Both Tuukkaq and Silamiut Teatret have toured at home and abroad. In addition to Silamiut, there are several amateur theater groups. Since the 1960’s, there have also been a number of Danish touring companies in Greenland.

Greenland – dance

In the traditional Greenlandic drum songs, ingerutit, dance is often included, as the singer in addition to the drum accompanies himself with dance movements. Drum dancing, tivaneq, is performed standing with slightly separated legs, and (almost) without moving the feet. The dance consists of body twists and bends in connection with drumming from side to side. The range and intensity of the movements follow the singer’s temperament. In East Greenland, women lead the drum in a square pattern with calm, dignified movements.

In addition to the drum dance, a joy dance is known, qutsaserneq, in which rapid stomping movements are included in a special rhythm, tukkartorneq.

I 1600-1800-t. reached European, folk dances, called kalattuut, Greenland, via the whalers. Here they found quick stomps, performed by men, whereas the women made sliding steps. The dances were accompanied by violins, later also by diatonic accordion, harmonium, possibly. clarinet and drum. In our time, piano, electric organ, guitar, banjo, bass and chromatic accordion are used. Kalattuut is couple, row and quadrille dances in fast tempi. Known steps are used such as chassis, hurray and two steps; and the preferred dances are polkas, e.g. saqisaaq and akulikitsooq, and tour dances, e.g. arfineq pingasooq. Next to kalattuut, the changing Euro-American popular dances are danced.

Greenland – music

The original music in Greenland was songs of the drumming tradition, inngerutit, which is characterized by the soloist singing, drumming and often dancing at the same time (see Inuit (music)). The drum songs had great social significance for the Greenlanders, and this was one of the reasons why they were opposed by missionaries and partly by merchants. Today they are only sung by a few singers in East Greenland and Thule.

The missionaries wanted to replace the traditional hymns with hymns, which were largely successful. Danish and German hymns were translated and sung in Greenlandic. The German Brethren, the Herrnhuters, placed great emphasis on pluralism, which became Greenlandic popular property up to our time. From the mid-1800’s. came Greenlandic composers. In particular, Rasmus Berthelsen, Josva Kleist, Jonathan Petersen, Abraham Abrahamsen (1900-46), Jakob II Egede (1901-88), Pâvia Petersen and in recent times, among others. Johan Kleist (Aavaat) (1927-95). Since 1761, more than 60 Greenlandic hymn books and several melody books have been published, including Tugsiutit erinait, nu Tussiaqattaarutit(from 1907, last release in 1993). Many of the composers were organists who composed mostly in European tradition.

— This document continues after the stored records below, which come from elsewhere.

//! Serial Preferences - typed, grouped preferences backed by a plain key/value document.
//!
//! A [`schema::PreferenceSchema`] declares named, typed settings organized into
//! labeled groups. A [`proxy::PreferenceProxy`] reads and writes one document
//! against that schema, resolving each key as local override, then parent, then
//! default. Only overridden keys are ever stored.

pub mod cli;
pub mod commands;
pub mod introspection;
pub mod proxy;
pub mod schema;
pub mod storage;
pub mod validators;

pub use introspection::{
    ChoiceDescription, GroupDescription, PreferenceDescription, PreferenceValue, export_schema,
    export_values,
};
pub use proxy::{Document, MAX_INHERITANCE_DEPTH, PreferenceProxy, Resolved, ValueSource};
pub use schema::{Choice, Pref, PreferenceGroup, PreferenceSchema, SchemaBuilder, ValueKind};
pub use validators::{CoercionError, ValidationError, coerce_and_validate};


/// Library-level error type for preference operations.
#[derive(Debug, thiserror::Error)]
pub enum Error {
    #[error("Unknown preference key: '{0}'")]
    UnknownPreference(String),

    #[error(transparent)]
    Coercion(#[from] CoercionError),

    #[error(transparent)]
    Validation(#[from] ValidationError),

    #[error("Schema configuration error: {0}")]
    SchemaConfiguration(String),

    #[error("Parent proxy uses schema '{parent}', expected '{child}'")]
    SchemaMismatch { child: String, parent: String },

    #[error("Inheritance chain deeper than {0} levels")]
    InheritanceTooDeep(usize),

    #[error("Inheritance cycle detected: {0}")]
    InheritanceCycle(String),

    #[error("Preference document is already borrowed for writing")]
    DocumentBusy,

    #[error("Not found: {0}")]
    NotFound(String),

    #[error("Already exists: {0}")]
    AlreadyExists(String),

    #[error("Invalid input: {0}")]
    InvalidInput(String),

    #[error("IO error: {0}")]
    Io(#[from] std::io::Error),

    #[error("JSON error: {0}")]
    Json(#[from] serde_json::Error),

    #[error("KDL error: {0}")]
    Kdl(String),

    #[error("{0}")]
    Other(String),
}

/// Result type alias for preference operations.
pub type Result<T> = std::result::Result<T, Error>;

The secular vocal music consisted mostly of Danish songs with translated lyrics. The performance was Greenlandic with slow tempi and polyphony in a rich common singing tradition. Songbooks have been published in many editions and editions. In particular, Erinarsuutit must be mentioned exclusively with texts (from 1908, latest edition 1987) and with text and music (1911, latest edition 1992). Greenlandic composers include Henrik Lund, Peter Olsen (1892-1930), Frederik Nielsen (Fari), Hans Lynge, Villads Villadsen, Rasmus Lyberth, Karl Johan Lyberth (Juaaka) (b. 1952) and Malik Høegh (b. 1952) .

After World War II, Greenlandic music has undergone a rapid development, especially the worldly instrumental. A strong influence from American popular music such as country & western was, among other things, conveyed by Greenland Radio. Electric instruments were introduced with extensive use of guitar. In the 1950’s, American swing and country music took on a Greenlandic form in the so-called Vaigat music, ie song accompanied by guitar, accordion and bass, which arose around the Hawaiian guitarist Jens Hendriksen (1928-2001). The singer Laarseeraq Svendsen (1926-1975) was the big singing star in the 50’s and 60’s, in collaboration with an extremely creative music environment around Greenland Radio. Godhavnsvalsen also gained popularity in the desired programs of the time on Danmarks Radio.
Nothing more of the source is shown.